You Need Back-Up Power!

Winter Storm Reveals Utilities' Woes

...The severe weather has cast a spotlight on maintenance at a time when utilities across the U.S. have been responding to higher costs and reduced energy sales by trimming capital spending. The tricky part is cutting spending without degrading companies' ability to maintain service.

In Ohio, the leading consumer advocate on utility issues renewed a call this week for the state to conduct a broad probe into utility spending plans to make sure tree trimming, pole replacement and equipment upgrades are adequate.

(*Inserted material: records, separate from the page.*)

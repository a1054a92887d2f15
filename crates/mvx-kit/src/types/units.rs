//! Native token amounts and decimal → atomic unit conversion.

use std::fmt::{self, Display};
use std::str::FromStr;

use alloy_primitives::U256;
use serde::{Deserialize, Deserializer, Serialize, Serializer};

use crate::error::ParseAmountError;

/// Number of decimals of the native token.
pub const EGLD_DECIMALS: u8 = 18;

/// Atomic units per whole EGLD (10^18).
const ATOMIC_PER_EGLD: u128 = 1_000_000_000_000_000_000;

/// Scale a human-readable decimal amount by `10^decimals` into atomic units.
///
/// Fractional digits beyond `decimals` are truncated, never rounded.
/// Amounts up to 2^256 - 1 atomic units are representable.
///
/// # Example
///
/// ```
/// use mvx_kit::{U256, to_atomic};
///
/// assert_eq!(to_atomic("123.456", 6).unwrap(), U256::from(123_456_000u64));
/// assert_eq!(to_atomic("1.2345", 2).unwrap(), U256::from(123u64));
/// assert!(to_atomic("-1", 6).is_err());
/// ```
pub fn to_atomic(amount: &str, decimals: u8) -> Result<U256, ParseAmountError> {
    let s = amount.trim();

    if s.is_empty() {
        return Err(ParseAmountError::InvalidFormat(s.to_string()));
    }
    if s.starts_with('-') {
        return Err(ParseAmountError::Negative(s.to_string()));
    }

    let (whole_str, frac_str) = match s.split_once('.') {
        Some((_, frac)) if frac.contains('.') => {
            return Err(ParseAmountError::InvalidFormat(format!(
                "Multiple decimal points in: {}",
                s
            )));
        }
        Some((whole, frac)) => (whole, frac),
        None => (s, ""),
    };

    if whole_str.is_empty() && frac_str.is_empty() {
        return Err(ParseAmountError::InvalidFormat(s.to_string()));
    }
    if !all_digits(whole_str) || !all_digits(frac_str) {
        return Err(ParseAmountError::InvalidNumber(s.to_string()));
    }

    let scale = U256::from(10u64)
        .checked_pow(U256::from(decimals))
        .ok_or(ParseAmountError::Overflow)?;

    let whole = parse_digits(whole_str)?;
    let kept = &frac_str[..frac_str.len().min(decimals as usize)];
    let frac = parse_digits(&format!("{:0<width$}", kept, width = decimals as usize))?;

    whole
        .checked_mul(scale)
        .and_then(|v| v.checked_add(frac))
        .ok_or(ParseAmountError::Overflow)
}

/// Parse a plain string of decimal digits as an atomic amount.
///
/// Unlike [`to_atomic`] no decimal point is accepted.
pub fn parse_atomic(amount: &str) -> Result<U256, ParseAmountError> {
    let s = amount.trim();
    if s.starts_with('-') {
        return Err(ParseAmountError::Negative(s.to_string()));
    }
    if s.is_empty() || !all_digits(s) {
        return Err(ParseAmountError::InvalidFormat(s.to_string()));
    }
    parse_digits(s)
}

fn all_digits(part: &str) -> bool {
    part.chars().all(|c| c.is_ascii_digit())
}

// Callers have already checked `digits` is ASCII digits only.
fn parse_digits(digits: &str) -> Result<U256, ParseAmountError> {
    if digits.is_empty() {
        return Ok(U256::ZERO);
    }
    U256::from_str_radix(digits, 10).map_err(|_| ParseAmountError::Overflow)
}

/// A native token amount in atomic units (10^-18 EGLD).
///
/// # Creating Amounts
///
/// ```
/// use mvx_kit::Egld;
///
/// let one = Egld::from_egld(1);
/// let half: Egld = "0.5 EGLD".parse().unwrap();
/// let raw: Egld = "500000000000000000".parse().unwrap();
/// assert_eq!(half, raw);
/// assert_eq!(one.as_atomic(), 1_000_000_000_000_000_000);
/// ```
///
/// Bare digit strings are read as atomic units, which is how the ledger API
/// writes amounts; use the `EGLD` suffix or [`Egld::from_decimal`] for
/// human-readable amounts.
#[derive(Clone, Copy, Debug, PartialEq, Eq, PartialOrd, Ord, Hash, Default)]
pub struct Egld(u128);

impl Egld {
    /// Zero EGLD.
    pub const ZERO: Self = Self(0);
    /// One EGLD.
    pub const ONE_EGLD: Self = Self(ATOMIC_PER_EGLD);

    /// Create from atomic units.
    pub const fn from_atomic(atomic: u128) -> Self {
        Self(atomic)
    }

    /// Create from whole EGLD.
    pub const fn from_egld(egld: u128) -> Self {
        Self(egld * ATOMIC_PER_EGLD)
    }

    /// Parse a decimal EGLD amount such as `"1.5"`.
    pub fn from_decimal(s: &str) -> Result<Self, ParseAmountError> {
        let atomic = to_atomic(s, EGLD_DECIMALS)?;
        u128::try_from(atomic)
            .map(Self)
            .map_err(|_| ParseAmountError::Overflow)
    }

    /// Get the raw atomic value.
    pub const fn as_atomic(&self) -> u128 {
        self.0
    }

    /// The atomic value as a decimal string, as carried in a transaction's `value`.
    pub fn to_atomic_string(&self) -> String {
        self.0.to_string()
    }

    /// Checked addition.
    pub fn checked_add(self, other: Self) -> Option<Self> {
        self.0.checked_add(other.0).map(Self)
    }

    /// Checked subtraction.
    pub fn checked_sub(self, other: Self) -> Option<Self> {
        self.0.checked_sub(other.0).map(Self)
    }

    /// Check if zero.
    pub const fn is_zero(&self) -> bool {
        self.0 == 0
    }
}

impl FromStr for Egld {
    type Err = ParseAmountError;

    fn from_str(s: &str) -> Result<Self, Self::Err> {
        let s = s.trim();

        // "X EGLD" or "X egld"
        if let Some(value) = s.strip_suffix(" EGLD").or_else(|| s.strip_suffix(" egld")) {
            return Self::from_decimal(value);
        }

        if s.starts_with('-') {
            return Err(ParseAmountError::Negative(s.to_string()));
        }
        if s.is_empty() || !s.chars().all(|c| c.is_ascii_digit()) {
            return Err(ParseAmountError::InvalidFormat(s.to_string()));
        }
        s.parse().map(Self).map_err(|_| ParseAmountError::Overflow)
    }
}

impl TryFrom<&str> for Egld {
    type Error = ParseAmountError;

    fn try_from(s: &str) -> Result<Self, Self::Error> {
        s.parse()
    }
}

impl From<u128> for Egld {
    fn from(atomic: u128) -> Self {
        Self(atomic)
    }
}

impl Display for Egld {
    fn fmt(&self, f: &mut fmt::Formatter<'_>) -> fmt::Result {
        let whole = self.0 / ATOMIC_PER_EGLD;
        let remainder = self.0 % ATOMIC_PER_EGLD;

        if remainder == 0 {
            write!(f, "{} EGLD", whole)
        } else {
            let decimal = format!("{:018}", remainder);
            write!(f, "{}.{} EGLD", whole, decimal.trim_end_matches('0'))
        }
    }
}

// Serialized as the atomic decimal string, matching the API's `value` fields.
impl Serialize for Egld {
    fn serialize<S: Serializer>(&self, s: S) -> Result<S::Ok, S::Error> {
        s.serialize_str(&self.0.to_string())
    }
}

impl<'de> Deserialize<'de> for Egld {
    fn deserialize<D: Deserializer<'de>>(d: D) -> Result<Self, D::Error> {
        let s: String = serde::Deserialize::deserialize(d)?;
        Ok(Self(s.parse().map_err(serde::de::Error::custom)?))
    }
}

// ============================================================================
// IntoEgld trait
// ============================================================================

/// Trait for types that can be converted into an [`Egld`] amount.
///
/// # Example
///
/// ```
/// use mvx_kit::{Egld, IntoEgld};
///
/// fn example(amount: impl IntoEgld) -> Egld {
///     amount.into_egld().unwrap()
/// }
///
/// assert_eq!(example(Egld::from_egld(2)), example("2 EGLD"));
/// assert_eq!(example(10u128), example("10"));
/// ```
pub trait IntoEgld {
    /// Convert into an Egld amount.
    fn into_egld(self) -> Result<Egld, ParseAmountError>;
}

impl IntoEgld for Egld {
    fn into_egld(self) -> Result<Egld, ParseAmountError> {
        Ok(self)
    }
}

impl IntoEgld for u128 {
    fn into_egld(self) -> Result<Egld, ParseAmountError> {
        Ok(Egld(self))
    }
}

impl IntoEgld for &str {
    fn into_egld(self) -> Result<Egld, ParseAmountError> {
        self.parse()
    }
}

impl IntoEgld for String {
    fn into_egld(self) -> Result<Egld, ParseAmountError> {
        self.parse()
    }
}

impl IntoEgld for &String {
    fn into_egld(self) -> Result<Egld, ParseAmountError> {
        self.parse()
    }
}

// ============================================================================
// IntoTokenAmount trait
// ============================================================================

/// Trait for values usable as a token amount or quantity in atomic units.
///
/// Strings must be plain decimal digits; use
/// [`EsdtTransfer::decimal_amount`](crate::EsdtTransfer::decimal_amount) to
/// scale a human-readable amount.
///
/// # Example
///
/// ```
/// use mvx_kit::{IntoTokenAmount, U256};
///
/// assert_eq!(42u64.into_token_amount().unwrap(), U256::from(42u64));
/// assert_eq!(
///     "340282366920938463463374607431768211456".into_token_amount().unwrap(),
///     U256::from(u128::MAX) + U256::from(1u64)
/// );
/// assert!("1.5".into_token_amount().is_err());
/// ```
pub trait IntoTokenAmount {
    /// Convert into an atomic amount.
    fn into_token_amount(self) -> Result<U256, ParseAmountError>;
}

impl IntoTokenAmount for U256 {
    fn into_token_amount(self) -> Result<U256, ParseAmountError> {
        Ok(self)
    }
}

macro_rules! impl_into_token_amount {
    ($($t:ty),*) => {
        $(
            impl IntoTokenAmount for $t {
                fn into_token_amount(self) -> Result<U256, ParseAmountError> {
                    Ok(U256::from(self))
                }
            }
        )*
    };
}

impl_into_token_amount!(u8, u16, u32, u64, u128);

impl IntoTokenAmount for &str {
    fn into_token_amount(self) -> Result<U256, ParseAmountError> {
        parse_atomic(self)
    }
}

impl IntoTokenAmount for String {
    fn into_token_amount(self) -> Result<U256, ParseAmountError> {
        parse_atomic(&self)
    }
}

The Office of the Ohio Consumers' Counsel said that the damage from this week's storm underscores the urgency of ensuring that utilities are funding their own maintenance sufficiently to capably withstand severe weather. The office called for an investigation of utility practices in December after a wind storm in September knocked out power to more than two million people, but its concerns go back to storms as early as 2004 and 2005...

I remember 2 years of frequent power failures, literally with almost every snowfall, high wind or thunderstorm. We even lost power for 44 hours right after Christmas dinner clean-up had been completed due to a few inches of snow! Public hearings revealed that our power company deferred using a contractor to trim tree branches along its right of way until a line was taken down. They opted to fix on failure rather than preventive trimming! Management made line crews go home at the end of their shifts rather than pay overtime to complete restoration of power to an entire given area! The Public Utility Commission slapped the power company's hand and power has been more reliable during the past 5 years.

That 5KW generator I bought for the Y2K non-event allowed us to use the well pump, charge batteries and light the core of the house for short periods of time. I wish we could afford one of the new 7.5KW units. It was pathetic to watch the news showing a long line of people, at least one who said he lived in a rural area, at Home Depot waiting for the delivery of generators after the ice storm.